Data extracted from a collection:

+---+

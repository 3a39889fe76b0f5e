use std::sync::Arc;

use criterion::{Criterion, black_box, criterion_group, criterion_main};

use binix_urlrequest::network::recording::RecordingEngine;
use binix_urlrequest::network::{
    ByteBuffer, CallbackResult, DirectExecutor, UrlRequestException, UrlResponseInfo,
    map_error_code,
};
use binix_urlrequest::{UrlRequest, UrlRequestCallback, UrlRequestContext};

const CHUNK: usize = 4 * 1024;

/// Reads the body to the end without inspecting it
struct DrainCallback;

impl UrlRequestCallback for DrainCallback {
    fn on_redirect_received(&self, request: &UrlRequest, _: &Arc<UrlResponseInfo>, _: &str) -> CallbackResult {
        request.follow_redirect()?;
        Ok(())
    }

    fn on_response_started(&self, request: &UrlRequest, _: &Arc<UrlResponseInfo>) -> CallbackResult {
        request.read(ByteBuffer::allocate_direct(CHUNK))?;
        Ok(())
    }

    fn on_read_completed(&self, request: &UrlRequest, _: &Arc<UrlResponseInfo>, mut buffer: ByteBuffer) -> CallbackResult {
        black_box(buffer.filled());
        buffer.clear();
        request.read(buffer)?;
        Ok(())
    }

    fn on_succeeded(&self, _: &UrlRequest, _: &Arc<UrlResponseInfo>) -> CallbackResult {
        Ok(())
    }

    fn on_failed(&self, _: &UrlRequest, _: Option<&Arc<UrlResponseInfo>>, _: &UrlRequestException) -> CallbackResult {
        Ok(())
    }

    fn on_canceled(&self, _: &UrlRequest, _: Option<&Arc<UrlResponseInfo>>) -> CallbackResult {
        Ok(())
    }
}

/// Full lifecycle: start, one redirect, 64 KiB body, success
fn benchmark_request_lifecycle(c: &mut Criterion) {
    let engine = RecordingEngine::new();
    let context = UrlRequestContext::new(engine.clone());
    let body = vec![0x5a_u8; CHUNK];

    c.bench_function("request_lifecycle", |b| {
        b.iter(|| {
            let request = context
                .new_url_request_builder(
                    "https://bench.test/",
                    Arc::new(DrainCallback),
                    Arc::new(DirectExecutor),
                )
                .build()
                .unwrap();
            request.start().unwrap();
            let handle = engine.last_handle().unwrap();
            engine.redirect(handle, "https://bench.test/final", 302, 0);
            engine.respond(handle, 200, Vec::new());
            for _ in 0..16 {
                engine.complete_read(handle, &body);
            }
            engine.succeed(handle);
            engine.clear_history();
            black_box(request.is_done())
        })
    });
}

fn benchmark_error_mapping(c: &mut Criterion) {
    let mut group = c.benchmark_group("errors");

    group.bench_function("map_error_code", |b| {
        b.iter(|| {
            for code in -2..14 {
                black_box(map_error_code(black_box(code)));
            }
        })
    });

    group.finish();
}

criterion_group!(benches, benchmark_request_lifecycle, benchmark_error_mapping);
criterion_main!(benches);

+---+

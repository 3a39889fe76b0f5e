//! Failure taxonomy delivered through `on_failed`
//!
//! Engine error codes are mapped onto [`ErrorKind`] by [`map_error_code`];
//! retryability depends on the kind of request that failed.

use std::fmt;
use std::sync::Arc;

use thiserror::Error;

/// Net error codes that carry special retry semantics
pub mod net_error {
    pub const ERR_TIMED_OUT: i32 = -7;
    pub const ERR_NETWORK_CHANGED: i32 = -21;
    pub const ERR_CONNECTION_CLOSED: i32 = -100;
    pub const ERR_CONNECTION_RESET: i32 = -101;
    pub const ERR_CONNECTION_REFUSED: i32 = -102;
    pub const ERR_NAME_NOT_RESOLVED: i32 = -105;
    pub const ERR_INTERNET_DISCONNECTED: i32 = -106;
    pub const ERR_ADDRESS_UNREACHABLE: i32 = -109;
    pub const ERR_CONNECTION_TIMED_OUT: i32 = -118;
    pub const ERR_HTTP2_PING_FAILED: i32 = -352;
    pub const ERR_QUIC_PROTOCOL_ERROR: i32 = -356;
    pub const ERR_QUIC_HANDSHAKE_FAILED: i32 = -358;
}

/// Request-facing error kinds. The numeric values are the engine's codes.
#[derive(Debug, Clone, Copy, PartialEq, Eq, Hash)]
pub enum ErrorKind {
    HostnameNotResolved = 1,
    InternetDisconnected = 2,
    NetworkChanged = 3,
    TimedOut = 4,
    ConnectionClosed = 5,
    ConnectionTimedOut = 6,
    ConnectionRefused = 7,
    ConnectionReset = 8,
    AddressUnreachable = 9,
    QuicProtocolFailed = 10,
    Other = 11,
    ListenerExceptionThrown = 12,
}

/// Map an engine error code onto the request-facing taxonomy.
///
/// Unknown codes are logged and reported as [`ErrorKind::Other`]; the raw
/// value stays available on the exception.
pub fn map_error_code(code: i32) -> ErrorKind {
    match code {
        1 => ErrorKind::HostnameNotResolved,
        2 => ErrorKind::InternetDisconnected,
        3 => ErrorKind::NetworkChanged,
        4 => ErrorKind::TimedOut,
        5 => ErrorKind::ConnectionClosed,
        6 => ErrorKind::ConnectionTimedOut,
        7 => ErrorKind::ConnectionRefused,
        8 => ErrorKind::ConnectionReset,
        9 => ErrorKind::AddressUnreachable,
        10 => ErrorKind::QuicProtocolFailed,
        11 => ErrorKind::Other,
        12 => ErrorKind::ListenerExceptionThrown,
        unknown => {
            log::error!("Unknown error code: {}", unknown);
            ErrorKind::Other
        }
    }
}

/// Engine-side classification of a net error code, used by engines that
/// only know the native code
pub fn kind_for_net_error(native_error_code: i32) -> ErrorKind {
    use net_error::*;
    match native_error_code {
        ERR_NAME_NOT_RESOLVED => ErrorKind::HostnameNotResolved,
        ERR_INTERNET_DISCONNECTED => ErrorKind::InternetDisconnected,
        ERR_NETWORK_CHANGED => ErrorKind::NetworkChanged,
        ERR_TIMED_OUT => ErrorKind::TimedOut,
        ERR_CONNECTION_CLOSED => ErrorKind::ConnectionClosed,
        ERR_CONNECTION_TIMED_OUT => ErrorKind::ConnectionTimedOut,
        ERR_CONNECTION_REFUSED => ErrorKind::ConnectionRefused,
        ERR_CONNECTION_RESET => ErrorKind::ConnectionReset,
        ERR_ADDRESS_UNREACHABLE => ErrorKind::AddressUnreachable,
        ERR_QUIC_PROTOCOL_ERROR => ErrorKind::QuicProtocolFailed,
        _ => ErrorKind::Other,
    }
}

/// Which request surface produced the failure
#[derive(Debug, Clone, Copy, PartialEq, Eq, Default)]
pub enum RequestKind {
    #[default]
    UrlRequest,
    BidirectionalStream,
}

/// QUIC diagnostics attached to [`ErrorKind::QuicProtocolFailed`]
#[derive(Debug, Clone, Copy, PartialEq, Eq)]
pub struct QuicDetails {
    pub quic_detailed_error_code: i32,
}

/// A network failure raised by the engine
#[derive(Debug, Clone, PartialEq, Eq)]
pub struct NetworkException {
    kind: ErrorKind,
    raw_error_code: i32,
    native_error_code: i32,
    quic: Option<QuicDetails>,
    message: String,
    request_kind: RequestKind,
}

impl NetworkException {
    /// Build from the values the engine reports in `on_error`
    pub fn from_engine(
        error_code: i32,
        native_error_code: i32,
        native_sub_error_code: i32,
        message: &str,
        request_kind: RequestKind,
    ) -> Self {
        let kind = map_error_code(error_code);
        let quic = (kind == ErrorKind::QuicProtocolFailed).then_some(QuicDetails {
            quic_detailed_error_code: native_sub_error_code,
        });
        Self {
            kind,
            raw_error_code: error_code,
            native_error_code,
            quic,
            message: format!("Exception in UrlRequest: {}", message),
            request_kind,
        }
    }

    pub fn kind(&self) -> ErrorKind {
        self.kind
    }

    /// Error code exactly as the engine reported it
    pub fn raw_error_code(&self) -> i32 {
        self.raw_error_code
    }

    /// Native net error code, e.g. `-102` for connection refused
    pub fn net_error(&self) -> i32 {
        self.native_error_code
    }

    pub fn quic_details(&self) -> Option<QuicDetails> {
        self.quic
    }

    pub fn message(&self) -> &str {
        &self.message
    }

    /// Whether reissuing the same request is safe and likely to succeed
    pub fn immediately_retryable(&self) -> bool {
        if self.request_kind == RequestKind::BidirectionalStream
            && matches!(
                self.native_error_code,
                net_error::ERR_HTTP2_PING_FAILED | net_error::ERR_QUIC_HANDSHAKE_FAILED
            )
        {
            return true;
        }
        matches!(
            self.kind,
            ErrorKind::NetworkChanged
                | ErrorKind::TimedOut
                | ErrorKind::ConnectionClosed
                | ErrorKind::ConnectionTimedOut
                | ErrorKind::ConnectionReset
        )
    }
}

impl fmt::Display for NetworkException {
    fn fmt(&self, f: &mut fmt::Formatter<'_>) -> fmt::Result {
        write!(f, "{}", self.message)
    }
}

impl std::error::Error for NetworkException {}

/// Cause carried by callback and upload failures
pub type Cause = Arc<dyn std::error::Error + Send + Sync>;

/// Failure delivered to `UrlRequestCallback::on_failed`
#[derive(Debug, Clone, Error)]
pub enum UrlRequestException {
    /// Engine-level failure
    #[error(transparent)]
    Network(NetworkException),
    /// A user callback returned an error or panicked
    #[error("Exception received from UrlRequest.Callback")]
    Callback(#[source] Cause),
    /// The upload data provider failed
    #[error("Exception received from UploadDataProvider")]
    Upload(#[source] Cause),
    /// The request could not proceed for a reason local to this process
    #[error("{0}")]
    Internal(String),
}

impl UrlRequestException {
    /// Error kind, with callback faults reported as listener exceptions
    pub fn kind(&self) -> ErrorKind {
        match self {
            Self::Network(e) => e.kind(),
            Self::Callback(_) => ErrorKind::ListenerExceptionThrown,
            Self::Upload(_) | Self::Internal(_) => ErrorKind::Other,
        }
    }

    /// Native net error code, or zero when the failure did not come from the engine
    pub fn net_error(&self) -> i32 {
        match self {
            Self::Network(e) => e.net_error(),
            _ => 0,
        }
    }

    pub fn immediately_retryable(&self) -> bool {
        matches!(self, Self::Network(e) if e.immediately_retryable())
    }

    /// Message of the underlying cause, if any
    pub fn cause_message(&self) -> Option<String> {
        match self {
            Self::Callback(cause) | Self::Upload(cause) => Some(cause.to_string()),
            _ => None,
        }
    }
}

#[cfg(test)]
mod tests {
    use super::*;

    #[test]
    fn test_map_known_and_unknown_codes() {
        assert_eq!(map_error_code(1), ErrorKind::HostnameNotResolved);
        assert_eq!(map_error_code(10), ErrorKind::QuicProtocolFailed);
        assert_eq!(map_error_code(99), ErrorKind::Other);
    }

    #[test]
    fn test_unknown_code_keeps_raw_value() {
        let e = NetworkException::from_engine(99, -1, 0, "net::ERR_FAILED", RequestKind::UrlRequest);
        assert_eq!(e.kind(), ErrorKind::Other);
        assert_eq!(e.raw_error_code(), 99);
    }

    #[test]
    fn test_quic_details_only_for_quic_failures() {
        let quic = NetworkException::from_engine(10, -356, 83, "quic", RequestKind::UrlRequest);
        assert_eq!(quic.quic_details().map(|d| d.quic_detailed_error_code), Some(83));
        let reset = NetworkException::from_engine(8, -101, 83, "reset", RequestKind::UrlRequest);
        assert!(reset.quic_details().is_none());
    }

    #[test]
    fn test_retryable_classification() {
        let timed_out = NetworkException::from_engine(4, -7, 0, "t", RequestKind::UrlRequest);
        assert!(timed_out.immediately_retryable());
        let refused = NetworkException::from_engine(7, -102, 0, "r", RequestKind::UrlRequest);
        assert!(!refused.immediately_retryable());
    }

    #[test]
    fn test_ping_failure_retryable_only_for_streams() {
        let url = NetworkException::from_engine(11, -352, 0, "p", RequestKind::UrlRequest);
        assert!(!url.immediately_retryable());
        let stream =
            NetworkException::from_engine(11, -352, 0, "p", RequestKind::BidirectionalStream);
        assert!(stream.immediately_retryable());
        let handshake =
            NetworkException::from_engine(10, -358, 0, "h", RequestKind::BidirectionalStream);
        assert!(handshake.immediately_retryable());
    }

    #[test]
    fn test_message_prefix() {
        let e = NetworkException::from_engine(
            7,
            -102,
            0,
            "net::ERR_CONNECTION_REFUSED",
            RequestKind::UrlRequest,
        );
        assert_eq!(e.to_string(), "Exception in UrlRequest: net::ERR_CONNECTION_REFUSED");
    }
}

+---+

Exercise directions: All lines with the word "impl" must be located in the data and copied.

Reply to the exercise:
impl UrlRequestCallback for DrainCallback {
impl NetworkException {
impl fmt::Display for NetworkException {
impl std::error::Error for NetworkException {}
impl UrlRequestException {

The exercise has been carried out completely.